[Collected data entries]
use crate::BYTES_PER_LENGTH_OFFSET;
use std::collections::HashSet;
use std::fmt;
use std::sync::Arc;

/// Returned when a descriptor cannot be constructed.
#[derive(Debug, PartialEq, Clone)]
pub enum DescriptorError {
    /// A fixed-size byte string must be at least one byte wide.
    ZeroLengthBytes,
    /// A record must declare at least one field, otherwise it would encode to nothing.
    EmptyRecord { record: String },
    /// Two fields of the same record share a name.
    DuplicateField { record: String, field: String },
}

/// The fixed-width scalar kinds understood by the engine.
#[derive(Debug, PartialEq, Eq, Clone, Copy, Hash)]
pub enum PrimitiveKind {
    Uint8,
    Uint16,
    Uint32,
    Uint64,
    Bool,
    /// A byte string of exactly the given width.
    FixedBytes(usize),
}

impl PrimitiveKind {
    /// The number of bytes every value of this kind occupies on the wire.
    pub fn fixed_len(&self) -> usize {
        match self {
            PrimitiveKind::Uint8 | PrimitiveKind::Bool => 1,
            PrimitiveKind::Uint16 => 2,
            PrimitiveKind::Uint32 => 4,
            PrimitiveKind::Uint64 => 8,
            PrimitiveKind::FixedBytes(width) => *width,
        }
    }

    /// Returns `true` for the unsigned integer kinds.
    pub fn is_uint(&self) -> bool {
        matches!(
            self,
            PrimitiveKind::Uint8
                | PrimitiveKind::Uint16
                | PrimitiveKind::Uint32
                | PrimitiveKind::Uint64
        )
    }

    /// Parses the schema name of a primitive, e.g. `uint64` or `bytes32`.
    pub fn from_name(name: &str) -> Option<Self> {
        match name {
            "uint8" => Some(PrimitiveKind::Uint8),
            "uint16" => Some(PrimitiveKind::Uint16),
            "uint32" => Some(PrimitiveKind::Uint32),
            "uint64" => Some(PrimitiveKind::Uint64),
            "bool" => Some(PrimitiveKind::Bool),
            other => other
                .strip_prefix("bytes")
                .and_then(|width| width.parse::<usize>().ok())
                .filter(|width| *width > 0)
                .map(PrimitiveKind::FixedBytes),
        }
    }
}

impl fmt::Display for PrimitiveKind {
    fn fmt(&self, f: &mut fmt::Formatter) -> fmt::Result {
        match self {
            PrimitiveKind::Uint8 => write!(f, "uint8"),
            PrimitiveKind::Uint16 => write!(f, "uint16"),
            PrimitiveKind::Uint32 => write!(f, "uint32"),
            PrimitiveKind::Uint64 => write!(f, "uint64"),
            PrimitiveKind::Bool => write!(f, "bool"),
            PrimitiveKind::FixedBytes(width) => write!(f, "bytes{}", width),
        }
    }
}

/// A named field of a record.
#[derive(Debug, PartialEq, Clone)]
pub struct Field {
    pub name: String,
    pub descriptor: TypeDescriptor,
}

/// An ordered collection of named fields. The declaration order is the wire order.
#[derive(Debug, PartialEq, Clone)]
pub struct RecordDescriptor {
    name: String,
    fields: Vec<Field>,
    is_fixed_len: bool,
    fixed_part_len: usize,
}

impl RecordDescriptor {
    pub fn new<I, S>(name: impl Into<String>, fields: I) -> Result<Self, DescriptorError>
    where
        I: IntoIterator<Item = (S, TypeDescriptor)>,
        S: Into<String>,
    {
        let name = name.into();
        let fields: Vec<Field> = fields
            .into_iter()
            .map(|(field_name, descriptor)| Field {
                name: field_name.into(),
                descriptor,
            })
            .collect();

        if fields.is_empty() {
            return Err(DescriptorError::EmptyRecord { record: name });
        }

        let mut seen = HashSet::with_capacity(fields.len());
        for field in &fields {
            if !seen.insert(field.name.as_str()) {
                return Err(DescriptorError::DuplicateField {
                    record: name,
                    field: field.name.clone(),
                });
            }
        }

        let is_fixed_len = fields.iter().all(|f| f.descriptor.is_fixed_len());
        let fixed_part_len = fields.iter().map(|f| f.descriptor.fixed_len()).sum();

        Ok(Self {
            name,
            fields,
            is_fixed_len,
            fixed_part_len,
        })
    }

    pub fn name(&self) -> &str {
        &self.name
    }

    pub fn fields(&self) -> &[Field] {
        &self.fields
    }

    /// Returns the descriptor of the field called `name`, if any.
    pub fn field(&self, name: &str) -> Option<&TypeDescriptor> {
        self.fields
            .iter()
            .find(|f| f.name == name)
            .map(|f| &f.descriptor)
    }

    /// Returns `true` if no field (recursively) contains a list.
    pub fn is_fixed_len(&self) -> bool {
        self.is_fixed_len
    }

    /// The length of the fixed portion of an encoded record: the full length for fixed-size
    /// fields plus one offset for each variable-size field.
    pub fn fixed_part_len(&self) -> usize {
        self.fixed_part_len
    }
}

/// A variable-length sequence of values sharing one element descriptor.
#[derive(Debug, PartialEq, Clone)]
pub struct ListDescriptor {
    element: TypeDescriptor,
    max_len: Option<usize>,
}

impl ListDescriptor {
    pub fn new(element: TypeDescriptor, max_len: Option<usize>) -> Self {
        Self { element, max_len }
    }

    pub fn element(&self) -> &TypeDescriptor {
        &self.element
    }

    /// The maximum number of elements, if the list is bounded.
    pub fn max_len(&self) -> Option<usize> {
        self.max_len
    }

    /// Lists of `uint8` are carried as `Value::Bytes` rather than a list of integers.
    pub fn is_byte_list(&self) -> bool {
        self.element == TypeDescriptor::Primitive(PrimitiveKind::Uint8)
    }
}

/// Value-level description of an SSZ type.
///
/// Descriptors are immutable once built and cheap to clone; records and lists are shared via
/// `Arc` so a single descriptor tree may be used from many threads at once. Because every
/// descriptor is built from already-constructed children, a descriptor tree can never contain
/// a cycle.
#[derive(Debug, PartialEq, Clone)]
pub enum TypeDescriptor {
    Primitive(PrimitiveKind),
    Record(Arc<RecordDescriptor>),
    List(Arc<ListDescriptor>),
}

impl TypeDescriptor {
    pub fn uint8() -> Self {
        TypeDescriptor::Primitive(PrimitiveKind::Uint8)
    }

    pub fn uint16() -> Self {
        TypeDescriptor::Primitive(PrimitiveKind::Uint16)
    }

    pub fn uint32() -> Self {
        TypeDescriptor::Primitive(PrimitiveKind::Uint32)
    }

    pub fn uint64() -> Self {
        TypeDescriptor::Primitive(PrimitiveKind::Uint64)
    }

    pub fn boolean() -> Self {
        TypeDescriptor::Primitive(PrimitiveKind::Bool)
    }

    pub fn fixed_bytes(width: usize) -> Result<Self, DescriptorError> {
        if width == 0 {
            Err(DescriptorError::ZeroLengthBytes)
        } else {
            Ok(TypeDescriptor::Primitive(PrimitiveKind::FixedBytes(width)))
        }
    }

    pub fn bytes32() -> Self {
        TypeDescriptor::Primitive(PrimitiveKind::FixedBytes(32))
    }

    pub fn bytes48() -> Self {
        TypeDescriptor::Primitive(PrimitiveKind::FixedBytes(48))
    }

    pub fn bytes96() -> Self {
        TypeDescriptor::Primitive(PrimitiveKind::FixedBytes(96))
    }

    /// An unbounded list of `element`.
    pub fn list(element: TypeDescriptor) -> Self {
        TypeDescriptor::List(Arc::new(ListDescriptor::new(element, None)))
    }

    /// A list of `element` holding at most `max_len` items.
    pub fn bounded_list(element: TypeDescriptor, max_len: usize) -> Self {
        TypeDescriptor::List(Arc::new(ListDescriptor::new(element, Some(max_len))))
    }

    /// An unbounded byte string (a list of `uint8`).
    pub fn byte_list() -> Self {
        Self::list(Self::uint8())
    }

    pub fn record<I, S>(name: impl Into<String>, fields: I) -> Result<Self, DescriptorError>
    where
        I: IntoIterator<Item = (S, TypeDescriptor)>,
        S: Into<String>,
    {
        RecordDescriptor::new(name, fields).map(|record| TypeDescriptor::Record(Arc::new(record)))
    }

    /// Returns `true` if every value of this type encodes to the same number of bytes.
    pub fn is_fixed_len(&self) -> bool {
        match self {
            TypeDescriptor::Primitive(_) => true,
            TypeDescriptor::Record(record) => record.is_fixed_len(),
            TypeDescriptor::List(_) => false,
        }
    }

    /// The number of bytes this type occupies in the fixed portion of an enclosing record or
    /// list.
    ///
    /// For variable-size types this is `BYTES_PER_LENGTH_OFFSET`, the size of the offset that
    /// stands in for them.
    pub fn fixed_len(&self) -> usize {
        match self {
            TypeDescriptor::Primitive(kind) => kind.fixed_len(),
            TypeDescriptor::Record(record) if record.is_fixed_len() => record.fixed_part_len(),
            TypeDescriptor::Record(_) | TypeDescriptor::List(_) => BYTES_PER_LENGTH_OFFSET,
        }
    }

    /// Returns the record descriptor, if this is a record.
    pub fn as_record(&self) -> Option<&RecordDescriptor> {
        match self {
            TypeDescriptor::Record(record) => Some(record),
            _ => None,
        }
    }

    /// Returns the list descriptor, if this is a list.
    pub fn as_list(&self) -> Option<&ListDescriptor> {
        match self {
            TypeDescriptor::List(list) => Some(list),
            _ => None,
        }
    }
}

impl fmt::Display for TypeDescriptor {
    fn fmt(&self, f: &mut fmt::Formatter) -> fmt::Result {
        match self {
            TypeDescriptor::Primitive(kind) => write!(f, "{}", kind),
            TypeDescriptor::Record(record) => write!(f, "{}", record.name()),
            TypeDescriptor::List(list) => match list.max_len() {
                Some(max) => write!(f, "[{}; {}]", list.element(), max),
                None => write!(f, "[{}]", list.element()),
            },
        }
    }
}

- **WORK ITEM**:
Please retype, exactly as written, every line from the line containing "TypeDescriptor::List(list) => match" through the last line of the records above, including both of those lines, and nothing else.

- **COMPLETED EXERCISE**:
            TypeDescriptor::List(list) => match list.max_len() {
                Some(max) => write!(f, "[{}; {}]", list.element(), max),
                None => write!(f, "[{}]", list.element()),
            },
        }
    }
}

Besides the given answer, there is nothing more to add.